Records to process:
"""
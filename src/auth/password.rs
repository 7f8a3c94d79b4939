use anyhow::{anyhow, Result};
use argon2::{
    password_hash::{PasswordHash, PasswordHasher, PasswordVerifier, SaltString},
    Argon2,
};
use rand::rngs::OsRng;

pub const MIN_PASSWORD_LENGTH: usize = 8;

pub fn hash_password(password: &str) -> Result<String> {
    let salt = SaltString::generate(&mut OsRng);
    let hash = Argon2::default()
        .hash_password(password.as_bytes(), &salt)
        .map_err(|err| anyhow!("failed to hash password: {err}"))?;
    Ok(hash.to_string())
}

pub fn verify_password(password: &str, password_hash: &str) -> Result<bool> {
    let parsed_hash = PasswordHash::new(password_hash).map_err(|err| anyhow!(err))?;
    Ok(Argon2::default()
        .verify_password(password.as_bytes(), &parsed_hash)
        .is_ok())
}

#[cfg(test)]
mod tests {
    use super::*;

    #[test]
    fn hashed_password_verifies() {
        let hash = hash_password("kapitan-2025").unwrap();
        assert!(verify_password("kapitan-2025", &hash).unwrap());
        assert!(!verify_password("kagawad-2025", &hash).unwrap());
    }

    #[test]
    fn malformed_hash_is_an_error() {
        assert!(verify_password("anything", "not-a-phc-string").is_err());
    }
}
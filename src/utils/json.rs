use serde_json::Value;

/// A PATCH field as sent: left out, explicitly `null`, or a string.
pub enum NullableValue {
    Omitted,
    Null,
    String(String),
}

pub fn classify_nullable(optional_value: Option<&Value>) -> Result<NullableValue, String> {
    match optional_value {
        None => Ok(NullableValue::Omitted),
        Some(Value::Null) => Ok(NullableValue::Null),
        Some(Value::String(s)) => Ok(NullableValue::String(s.to_owned())),
        Some(other) => Err(format!("expected string or null, got {other}")),
    }
}

#[cfg(test)]
mod tests {
    use super::*;
    use serde_json::json;

    #[test]
    fn distinguishes_omitted_from_null() {
        let body = json!({ "sitio": null, "contact_number": "0917", "full_name": 3 });
        assert!(matches!(
            classify_nullable(body.get("missing")),
            Ok(NullableValue::Omitted)
        ));
        assert!(matches!(
            classify_nullable(body.get("sitio")),
            Ok(NullableValue::Null)
        ));
        assert!(matches!(
            classify_nullable(body.get("contact_number")),
            Ok(NullableValue::String(value)) if value == "0917"
        ));
        assert!(classify_nullable(body.get("full_name")).is_err());
    }
}
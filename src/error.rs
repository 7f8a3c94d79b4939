use axum::{
    http::StatusCode,
    response::{IntoResponse, Response},
    Json,
};
use serde::Serialize;
use std::fmt::Display;
use tracing::error;

use crate::certificate::CertificateError;
use crate::requests::ReviewError;

pub type AppResult<T> = Result<T, AppError>;

#[derive(Debug)]
pub struct AppError {
    status: StatusCode,
    message: String,
}

impl AppError {
    pub fn new(status: StatusCode, message: impl Into<String>) -> Self {
        Self {
            status,
            message: message.into(),
        }
    }

    pub fn bad_request(message: impl Into<String>) -> Self {
        Self::new(StatusCode::BAD_REQUEST, message)
    }

    pub fn unauthorized() -> Self {
        Self::new(StatusCode::UNAUTHORIZED, "unauthorized")
    }

    pub fn forbidden(message: impl Into<String>) -> Self {
        Self::new(StatusCode::FORBIDDEN, message)
    }

    pub fn not_found() -> Self {
        Self::new(StatusCode::NOT_FOUND, "resource not found")
    }

    pub fn conflict(message: impl Into<String>) -> Self {
        Self::new(StatusCode::CONFLICT, message)
    }

    pub fn internal<E: Display>(error: E) -> Self {
        Self::new(StatusCode::INTERNAL_SERVER_ERROR, error.to_string())
    }
}

impl IntoResponse for AppError {
    fn into_response(self) -> Response {
        let status = self.status;
        let body = Json(ErrorResponse {
            error: self.message,
        });
        (status, body).into_response()
    }
}

#[derive(Serialize)]
struct ErrorResponse {
    error: String,
}

impl From<diesel::result::Error> for AppError {
    fn from(value: diesel::result::Error) -> Self {
        match value {
            diesel::result::Error::NotFound => AppError::not_found(),
            _ => {
                error!(error = %value, "database error");
                AppError::new(StatusCode::INTERNAL_SERVER_ERROR, "internal server error")
            }
        }
    }
}

impl From<ReviewError> for AppError {
    fn from(value: ReviewError) -> Self {
        match value {
            ReviewError::NotFound => AppError::not_found(),
            ReviewError::AlreadyReviewed(_) => AppError::conflict(value.to_string()),
            ReviewError::Database(err) => AppError::from(err),
        }
    }
}

impl From<CertificateError> for AppError {
    fn from(value: CertificateError) -> Self {
        match value {
            CertificateError::NotIssued => AppError::not_found(),
        }
    }
}

impl From<jsonwebtoken::errors::Error> for AppError {
    fn from(value: jsonwebtoken::errors::Error) -> Self {
        AppError::internal(value)
    }
}

impl From<anyhow::Error> for AppError {
    fn from(value: anyhow::Error) -> Self {
        AppError::internal(value)
    }
}

impl From<std::io::Error> for AppError {
    fn from(value: std::io::Error) -> Self {
        AppError::internal(value)
    }
}

impl From<serde_json::Error> for AppError {
    fn from(value: serde_json::Error) -> Self {
        AppError::internal(value)
    }
}

#[cfg(test)]
mod tests {
    use super::*;
    use diesel::result::{DatabaseErrorInformation, DatabaseErrorKind, Error as DieselError};

    struct Detail(&'static str);

    impl DatabaseErrorInformation for Detail {
        fn message(&self) -> &str {
            self.0
        }
        fn details(&self) -> Option<&str> {
            None
        }
        fn hint(&self) -> Option<&str> {
            None
        }
        fn table_name(&self) -> Option<&str> {
            None
        }
        fn column_name(&self) -> Option<&str> {
            None
        }
        fn constraint_name(&self) -> Option<&str> {
            None
        }
        fn statement_position(&self) -> Option<i32> {
            None
        }
    }

    #[test]
    fn database_errors_do_not_leak_driver_text() {
        let err = AppError::from(DieselError::DatabaseError(
            DatabaseErrorKind::Unknown,
            Box::new(Detail("value too long for type character varying(100)")),
        ));
        assert_eq!(err.status, StatusCode::INTERNAL_SERVER_ERROR);
        assert_eq!(err.message, "internal server error");
    }

    #[test]
    fn missing_rows_map_to_not_found() {
        let err = AppError::from(DieselError::NotFound);
        assert_eq!(err.status, StatusCode::NOT_FOUND);
    }
}
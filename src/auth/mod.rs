pub mod jwt;
pub mod password;

use axum::{async_trait, extract::FromRequestParts, http::request::Parts};
use axum_extra::headers::{authorization::Bearer, Authorization};
use axum_extra::TypedHeader;
use serde::{Deserialize, Serialize};

use crate::{error::AppError, state::AppState};

pub const ROLE_RESIDENT: &str = "resident";
pub const ROLE_STAFF: &str = "staff";
pub const ROLE_ADMIN: &str = "admin";
pub const ROLES: &[&str] = &[ROLE_RESIDENT, ROLE_STAFF, ROLE_ADMIN];

pub const VERIFICATION_UNVERIFIED: &str = "unverified";
pub const VERIFICATION_SUBMITTED: &str = "submitted";
pub const VERIFICATION_VERIFIED: &str = "verified";
pub const VERIFICATION_REJECTED: &str = "rejected";
pub const VERIFICATION_STATUSES: &[&str] = &[
    VERIFICATION_UNVERIFIED,
    VERIFICATION_SUBMITTED,
    VERIFICATION_VERIFIED,
    VERIFICATION_REJECTED,
];

pub fn normalize_role(value: &str) -> Option<&'static str> {
    let value = value.trim();
    ROLES
        .iter()
        .copied()
        .find(|role| role.eq_ignore_ascii_case(value))
}

#[derive(Debug, Clone, Serialize, Deserialize)]
pub struct AuthenticatedUser {
    pub user_id: uuid::Uuid,
    pub username: String,
    pub role: String,
}

impl AuthenticatedUser {
    pub fn is_admin(&self) -> bool {
        self.role == ROLE_ADMIN
    }

    /// Staff and admins work the office side of the portal.
    pub fn is_staff(&self) -> bool {
        self.role == ROLE_STAFF || self.is_admin()
    }
}

#[async_trait]
impl FromRequestParts<AppState> for AuthenticatedUser {
    type Rejection = AppError;

    async fn from_request_parts(
        parts: &mut Parts,
        state: &AppState,
    ) -> Result<Self, Self::Rejection> {
        let TypedHeader(Authorization(bearer)) =
            TypedHeader::<Authorization<Bearer>>::from_request_parts(parts, state)
                .await
                .map_err(|_| AppError::unauthorized())?;

        let claims = state
            .jwt
            .verify_token(bearer.token())
            .map_err(|_| AppError::unauthorized())?;

        Ok(AuthenticatedUser {
            user_id: claims.sub,
            username: claims.username,
            role: claims.role,
        })
    }
}

pub struct StaffUser(pub AuthenticatedUser);

#[async_trait]
impl FromRequestParts<AppState> for StaffUser {
    type Rejection = AppError;

    async fn from_request_parts(
        parts: &mut Parts,
        state: &AppState,
    ) -> Result<Self, Self::Rejection> {
        let user = AuthenticatedUser::from_request_parts(parts, state).await?;
        if !user.is_staff() {
            return Err(AppError::forbidden("staff access required"));
        }
        Ok(StaffUser(user))
    }
}

pub struct AdminUser(pub AuthenticatedUser);

#[async_trait]
impl FromRequestParts<AppState> for AdminUser {
    type Rejection = AppError;

    async fn from_request_parts(
        parts: &mut Parts,
        state: &AppState,
    ) -> Result<Self, Self::Rejection> {
        let user = AuthenticatedUser::from_request_parts(parts, state).await?;
        if !user.is_admin() {
            return Err(AppError::forbidden("admin access required"));
        }
        Ok(AdminUser(user))
    }
}
mod common;

use anyhow::Result;
use axum::http::StatusCode;
use common::{acquire_db_lock, read_json, TestApp};
use serde_json::{json, Value};

async fn unread(app: &TestApp, path: &str, token: &str) -> Result<i64> {
    let body: Value = read_json(app.get(path, Some(token)).await?).await?;
    Ok(body["count"].as_i64().unwrap_or(-1))
}

#[tokio::test]
async fn residents_write_to_the_office_and_staff_reply() -> Result<()> {
    let _lock = acquire_db_lock().await;
    let Some(app) = TestApp::new().await? else {
        return Ok(());
    };
    let (resident_id, resident) = app.user_with_token("maria", "resident", "verified").await?;
    let (staff_id, staff) = app.user_with_token("clerk", "staff", "verified").await?;
    let (_, admin) = app.user_with_token("captain", "admin", "verified").await?;

    let addressed = app
        .post_json(
            "/api/messages",
            &json!({ "recipient_id": staff_id, "subject": "Hi", "body": "Hello" }),
            Some(&resident),
        )
        .await?;
    assert_eq!(addressed.status(), StatusCode::BAD_REQUEST);

    let response = app
        .post_json(
            "/api/messages",
            &json!({ "subject": "Clearance", "body": "When can I pick it up?" }),
            Some(&resident),
        )
        .await?;
    assert_eq!(response.status(), StatusCode::CREATED);
    let sent: Value = read_json(response).await?;
    assert!(sent["recipient_id"].is_null());

    // Every office account sees the same office message.
    assert_eq!(unread(&app, "/api/messages/unread-count", &staff).await?, 1);
    assert_eq!(unread(&app, "/api/messages/unread-count", &admin).await?, 1);
    assert_eq!(unread(&app, "/api/messages/unread-count", &resident).await?, 0);

    let office: Vec<Value> = read_json(app.get("/api/messages", Some(&staff)).await?).await?;
    assert_eq!(office.len(), 1);
    let message_id = office[0]["id"].as_str().unwrap_or_default().to_string();

    let response = app
        .post_empty(&format!("/api/messages/{message_id}/read"), Some(&staff))
        .await?;
    assert_eq!(response.status(), StatusCode::NO_CONTENT);
    assert_eq!(unread(&app, "/api/messages/unread-count", &admin).await?, 0);

    let not_visible = app
        .post_empty(&format!("/api/messages/{message_id}/read"), Some(&resident))
        .await?;
    assert_eq!(not_visible.status(), StatusCode::NOT_FOUND);

    let unaddressed = app
        .post_json(
            "/api/messages",
            &json!({ "subject": "Re: Clearance", "body": "Tomorrow" }),
            Some(&staff),
        )
        .await?;
    assert_eq!(unaddressed.status(), StatusCode::BAD_REQUEST);

    let reply = app
        .post_json(
            "/api/messages",
            &json!({ "recipient_id": resident_id, "subject": "Re: Clearance", "body": "Tomorrow" }),
            Some(&staff),
        )
        .await?;
    assert_eq!(reply.status(), StatusCode::CREATED);
    assert_eq!(unread(&app, "/api/messages/unread-count", &resident).await?, 1);

    let sent_box: Vec<Value> =
        read_json(app.get("/api/messages?box=sent", Some(&resident)).await?).await?;
    assert_eq!(sent_box.len(), 1);
    assert_eq!(sent_box[0]["subject"], "Clearance");

    let bad_box = app.get("/api/messages?box=archive", Some(&resident)).await?;
    assert_eq!(bad_box.status(), StatusCode::BAD_REQUEST);

    app.cleanup().await?;
    Ok(())
}

#[tokio::test]
async fn unread_notifications_follow_read_state() -> Result<()> {
    let _lock = acquire_db_lock().await;
    let Some(app) = TestApp::new().await? else {
        return Ok(());
    };
    let (resident_id, resident) = app.user_with_token("maria", "resident", "verified").await?;
    let (_, staff) = app.user_with_token("clerk", "staff", "verified").await?;

    for request_type in ["barangay-clearance", "certificate-of-residency"] {
        let created: Value =
            read_json(app.submit_request(&resident, request_type, "0").await?).await?;
        let id = created["id"].as_str().unwrap_or_default().to_string();
        let response = app
            .post_json(
                &format!("/api/requests/{id}/decline"),
                &json!({ "reason": "Incomplete" }),
                Some(&staff),
            )
            .await?;
        assert_eq!(response.status(), StatusCode::OK);
    }

    let rows = app
        .count(&format!(
            "SELECT COUNT(*) AS count FROM inbox_items \
             WHERE recipient_id = '{resident_id}' AND kind = 'notification' AND NOT read"
        ))
        .await?;
    assert_eq!(rows, 2);
    assert_eq!(
        unread(&app, "/api/notifications/unread-count", &resident).await?,
        rows
    );
    assert_eq!(unread(&app, "/api/notifications/unread-count", &staff).await?, 0);

    let notifications: Vec<Value> =
        read_json(app.get("/api/notifications", Some(&resident)).await?).await?;
    let first = notifications[0]["id"].as_str().unwrap_or_default().to_string();
    let response = app
        .post_empty(&format!("/api/notifications/{first}/read"), Some(&resident))
        .await?;
    assert_eq!(response.status(), StatusCode::NO_CONTENT);
    assert_eq!(unread(&app, "/api/notifications/unread-count", &resident).await?, 1);

    let cleared: Value = read_json(
        app.post_empty("/api/notifications/read-all", Some(&resident))
            .await?,
    )
    .await?;
    assert_eq!(cleared["updated"], 1);
    assert_eq!(unread(&app, "/api/notifications/unread-count", &resident).await?, 0);

    app.cleanup().await?;
    Ok(())
}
"""
What is needed: Filter the entries down to the lines with the word "Display" in them.

Solution to this problem:
use std::fmt::Display;
    pub fn internal<E: Display>(error: E) -> Self {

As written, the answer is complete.